So you can use tarballs named not according to Sage "standard" with this ticket?
This would be great, and this'd beat the slightly unfortunate fact that you need one more file.
I'm pretty sure there is more string matching scattered in various scripts to map between package names and tarball filenames, this should be replaced by the single point of truth
$ ./build/bin/sage-package tarball python3
Python-3.4.3.tar.gz
However this is future work and not what this package is about.
As soon as there is something in the developer docs that reflects this change, I'd be happy to give it a positive review.

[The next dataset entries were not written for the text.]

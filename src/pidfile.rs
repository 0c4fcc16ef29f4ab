//! PID file handling. Exclusion is advisory: a liveness probe on the
//! recorded pid decides whether an existing file is a conflict or stale
//! leftover from an unclean shutdown.

use std::fs;
use std::path::{Path, PathBuf};

use log::warn;
use nix::unistd::{Pid, getpgid};
use thiserror::Error;

#[derive(Debug, Error)]
pub enum PidFileError {
    #[error("daemon already running with pid {pid} (pid file {path})")]
    Conflict { pid: i32, path: PathBuf },

    #[error("malformed pid file {path}: {contents:?}")]
    Malformed { path: PathBuf, contents: String },

    #[error("pid file {path}: {source}")]
    Io {
        path: PathBuf,
        #[source]
        source: std::io::Error,
    },
}

/// Scoped pid file: created with the current process id, removed on drop
/// no matter how the owning scope exits.
#[derive(Debug)]
pub struct PidFile {
    path: PathBuf,
}

impl PidFile {
    /// Create the file. An existing file naming a live process is a
    /// conflict; a stale one is overwritten with a warning.
    pub fn create(path: &Path) -> Result<Self, PidFileError> {
        if path.exists() {
            let pid = read(path)?;
            if is_alive(pid) {
                return Err(PidFileError::Conflict {
                    pid,
                    path: path.to_owned(),
                });
            }
            warn!(
                "found stale pid file {} (pid {pid}), possibly an unclean shutdown; overwriting",
                path.display()
            );
        }

        fs::write(path, std::process::id().to_string()).map_err(|source| PidFileError::Io {
            path: path.to_owned(),
            source,
        })?;
        Ok(Self {
            path: path.to_owned(),
        })
    }

    pub fn path(&self) -> &Path {
        &self.path
    }
}

impl Drop for PidFile {
    fn drop(&mut self) {
        remove(&self.path);
    }
}

/// Best-effort removal, shared by the scoped drop and the forced-exit
/// paths, which terminate the process without unwinding.
pub fn remove(path: &Path) {
    if let Err(err) = fs::remove_file(path) {
        warn!("could not remove pid file {}: {err}", path.display());
    }
}

/// Read the recorded pid, for the stop command.
pub fn read(path: &Path) -> Result<i32, PidFileError> {
    let contents = fs::read_to_string(path).map_err(|source| PidFileError::Io {
        path: path.to_owned(),
        source,
    })?;
    contents
        .trim()
        .parse::<i32>()
        .map_err(|_| PidFileError::Malformed {
            path: path.to_owned(),
            contents,
        })
}

/// Can the pid's process group be signalled? ESRCH means it is gone.
pub fn is_alive(pid: i32) -> bool {
    getpgid(Some(Pid::from_raw(pid))).is_ok()
}
//! Termination signal traps. The handler only records the signal number;
//! a supervisor-owned dispatcher thread consumes it outside handler
//! context, where blocking calls are allowed.

use std::sync::atomic::{AtomicUsize, Ordering};

use anyhow::{Context, Result};
use nix::sys::signal::{self, SaFlags, SigAction, SigHandler, SigSet, Signal};

/// Signals that request daemon termination: interrupt, kill, abort and
/// terminal hang-up.
pub const TERMINATION_SIGNALS: [Signal; 4] = [
    Signal::SIGINT,
    Signal::SIGTERM,
    Signal::SIGABRT,
    Signal::SIGHUP,
];

// A plain store is the only async-signal-safe thing the handler does.
static PENDING: AtomicUsize = AtomicUsize::new(0);

extern "C" fn note_signal(sig: i32) {
    PENDING.store(sig as usize, Ordering::SeqCst);
}

/// Consume the most recently recorded termination signal, if any.
pub fn take_pending() -> Option<Signal> {
    let val = PENDING.swap(0, Ordering::AcqRel);
    if val == 0 {
        None
    } else {
        Signal::try_from(val as i32).ok()
    }
}

/// Installed traps; default handlers are restored when this is dropped, on
/// every exit path.
pub struct SignalTraps {
    _private: (),
}

impl SignalTraps {
    pub fn install() -> Result<Self> {
        let action = SigAction::new(
            SigHandler::Handler(note_signal),
            SaFlags::empty(),
            SigSet::empty(),
        );
        for sig in TERMINATION_SIGNALS {
            // SAFETY: note_signal only stores to an atomic.
            unsafe { signal::sigaction(sig, &action) }
                .with_context(|| format!("failed to trap {sig:?}"))?;
        }
        Ok(Self { _private: () })
    }
}

impl Drop for SignalTraps {
    fn drop(&mut self) {
        let default = SigAction::new(SigHandler::SigDfl, SaFlags::empty(), SigSet::empty());
        for sig in TERMINATION_SIGNALS {
            // SAFETY: restores the default disposition.
            let _ = unsafe { signal::sigaction(sig, &default) };
        }
    }
}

Branch pushed to git repo; I updated commit sha1. New commits:
270a002 | Add a sage --package create subcommand to initialize/overwrite package data |
Branch pushed to git repo; I updated commit sha1. New commits:
b1c8a74 | Documentation checksums.ini |
Also adds sage --package create foo --version 1.3 --tarball FoO-VERSION.tar.gz --type experimental
$ sage --package fix-checksum *
usage: sage --package [-h] [--log LOG]
{fix-checksum,name,create,list,update,tarball,apropos,download,config}
...
sage --package: error: unrecognized arguments: aclocal.m4 autom4te.cache bootstrap build config config.log config.status configure configure.ac COPYING.txt local logs m4 Makefile README.md sage src upstream VERSION.txt
the logic behind the latter error message looks as if it parses the current directory, for some reason... It is a feature or a bug?

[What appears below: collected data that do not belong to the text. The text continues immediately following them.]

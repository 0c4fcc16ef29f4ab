//! Process exit codes. Each failure mode has its own literal so operators
//! can tell them apart from the exit status alone.

use std::panic::{AssertUnwindSafe, catch_unwind};

pub const CLEAN: i32 = 0;
/// Applying the bootstrap options (privilege drop, working directory)
/// failed, before any logger exists.
pub const BOOTSTRAP_OPTIONS: i32 = 10;
/// Option parsing against the workload-extended surface failed, or help
/// was requested.
pub const OPTIONS_AFTER_EXTENSION: i32 = 11;
/// The run phase failed: startup error or workload failure.
pub const RUN_FAILURE: i32 = 12;
/// The watchdog gave up waiting for the main task.
pub const WATCHDOG: i32 = 20;
/// The stopper hook failed on its helper thread.
pub const STOPPER: i32 = 21;
/// The termination-dispatch routine failed.
pub const DISPATCH: i32 = 22;

pub fn exit_now(code: i32) -> ! {
    std::process::exit(code)
}

/// Report `primary` on stderr, run the extra reporter guarded so a faulty
/// reporter cannot swallow the original error, then force the exit. When
/// handling one fatal error raises another, both end up reported, the
/// original first.
pub fn die(primary: &anyhow::Error, code: i32, also_report: impl FnOnce()) -> ! {
    eprintln!("{primary:#}");
    if catch_unwind(AssertUnwindSafe(also_report)).is_err() {
        eprintln!("while handling the previous error another failure occurred");
    }
    exit_now(code)
}
//! Background detachment for the start command: double-fork, new session,
//! sensible umask, stdio pointed at the daemon's output file.

use std::fs::{File, OpenOptions};
use std::os::fd::AsRawFd;
use std::path::Path;

use anyhow::{Context, Result};
use nix::sys::stat::{Mode, umask};
use nix::unistd::{ForkResult, fork, setsid};

/// Detach from the controlling terminal. The parent halves exit
/// immediately; only the fully detached grandchild returns. Must run
/// before the supervisor spawns any thread: fork in a threaded process is
/// not safe.
pub fn detach(output_file: &Path) -> Result<()> {
    fork_and_exit_parent().context("first fork failed")?;
    setsid().context("setsid failed")?;
    // Second fork zaps session leadership so the daemon can never
    // reacquire a controlling terminal.
    fork_and_exit_parent().context("second fork failed")?;

    umask(Mode::from_bits_truncate(0o022));

    let stdin = File::open("/dev/null").context("opening /dev/null")?;
    let output = OpenOptions::new()
        .create(true)
        .append(true)
        .open(output_file)
        .with_context(|| format!("opening daemon output {}", output_file.display()))?;

    redirect(stdin.as_raw_fd(), libc::STDIN_FILENO)?;
    redirect(output.as_raw_fd(), libc::STDOUT_FILENO)?;
    redirect(output.as_raw_fd(), libc::STDERR_FILENO)?;
    Ok(())
}

fn fork_and_exit_parent() -> Result<()> {
    // SAFETY: the supervisor has not spawned any helper thread yet.
    match unsafe { fork() }.context("fork failed")? {
        ForkResult::Parent { .. } => std::process::exit(0),
        ForkResult::Child => Ok(()),
    }
}

fn redirect(from: i32, to: i32) -> Result<()> {
    // SAFETY: both descriptors are open and owned by this process.
    if unsafe { libc::dup2(from, to) } == -1 {
        return Err(std::io::Error::last_os_error()).context("dup2 failed");
    }
    Ok(())
}
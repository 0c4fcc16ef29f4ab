//! Privilege drop for the --user/--group options. One-way: there is no
//! escalation back once this returns.

use std::ffi::CString;

use anyhow::{Context, Result, anyhow};
use nix::unistd::{self, Gid, Group, Uid, User};

/// Switch to the named user and/or group. A missing half keeps the
/// current effective id, as the two options are independent. Runs before
/// any file the daemon owns is written.
pub fn drop_privileges(user: Option<&str>, group: Option<&str>) -> Result<()> {
    let gid: Gid = match group {
        Some(name) => {
            Group::from_name(name)
                .with_context(|| format!("looking up group {name:?}"))?
                .ok_or_else(|| anyhow!("unknown group {name:?}"))?
                .gid
        }
        None => unistd::getegid(),
    };

    let resolved_user = match user {
        Some(name) => Some(
            User::from_name(name)
                .with_context(|| format!("looking up user {name:?}"))?
                .ok_or_else(|| anyhow!("unknown user {name:?}"))?,
        ),
        None => None,
    };
    let uid: Uid = resolved_user
        .as_ref()
        .map_or_else(unistd::geteuid, |u| u.uid);

    // Supplementary groups must be set while still privileged.
    if let Some(record) = &resolved_user {
        let name = CString::new(record.name.as_str()).context("user name contains NUL")?;
        unistd::initgroups(&name, gid)
            .with_context(|| format!("initgroups for {:?} failed", record.name))?;
    }
    unistd::setgid(gid).with_context(|| format!("setgid({gid}) failed"))?;
    unistd::setuid(uid).with_context(|| format!("setuid({uid}) failed"))?;
    Ok(())
}

#[cfg(test)]
mod tests {
    use super::*;

    #[test]
    fn unknown_names_are_reported() {
        // Resolution fails long before any setuid call, so this is safe to
        // run unprivileged.
        let err = drop_privileges(Some("no-such-user-vigild"), None)
            .expect_err("unknown user must fail");
        assert!(err.to_string().contains("no-such-user-vigild"));

        let err = drop_privileges(None, Some("no-such-group-vigild"))
            .expect_err("unknown group must fail");
        assert!(err.to_string().contains("no-such-group-vigild"));
    }
}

Bash expands * to all files in the current directory. Usage is:
$ ./sage --package fix-checksum -h
usage: sage --package fix-checksum [-h] [package_name]
positional arguments:
package_name Package name. Default: fix all packages.
optional arguments:
-h, --help show this help message and exit
Fix the checksum of a package
EXAMPLE:
$ sage --package fix-checksum pari
Updating checksum of pari-2.8-2044-g89b0f1e.tar.gz
My worry is not checking arguments for correctness might lead to screwups.
$ sage --package fix-checksum *
Checksum of pari-2.8-2341-g61b65cc.tar.gz unchanged
$ ls -l
total 0
-rw-rw-r-- 1 dima dima 0 Jun 13 07:27 pari
OK, this particular case is largely innocent, but still. I won't mind if this is addressed on another ticket.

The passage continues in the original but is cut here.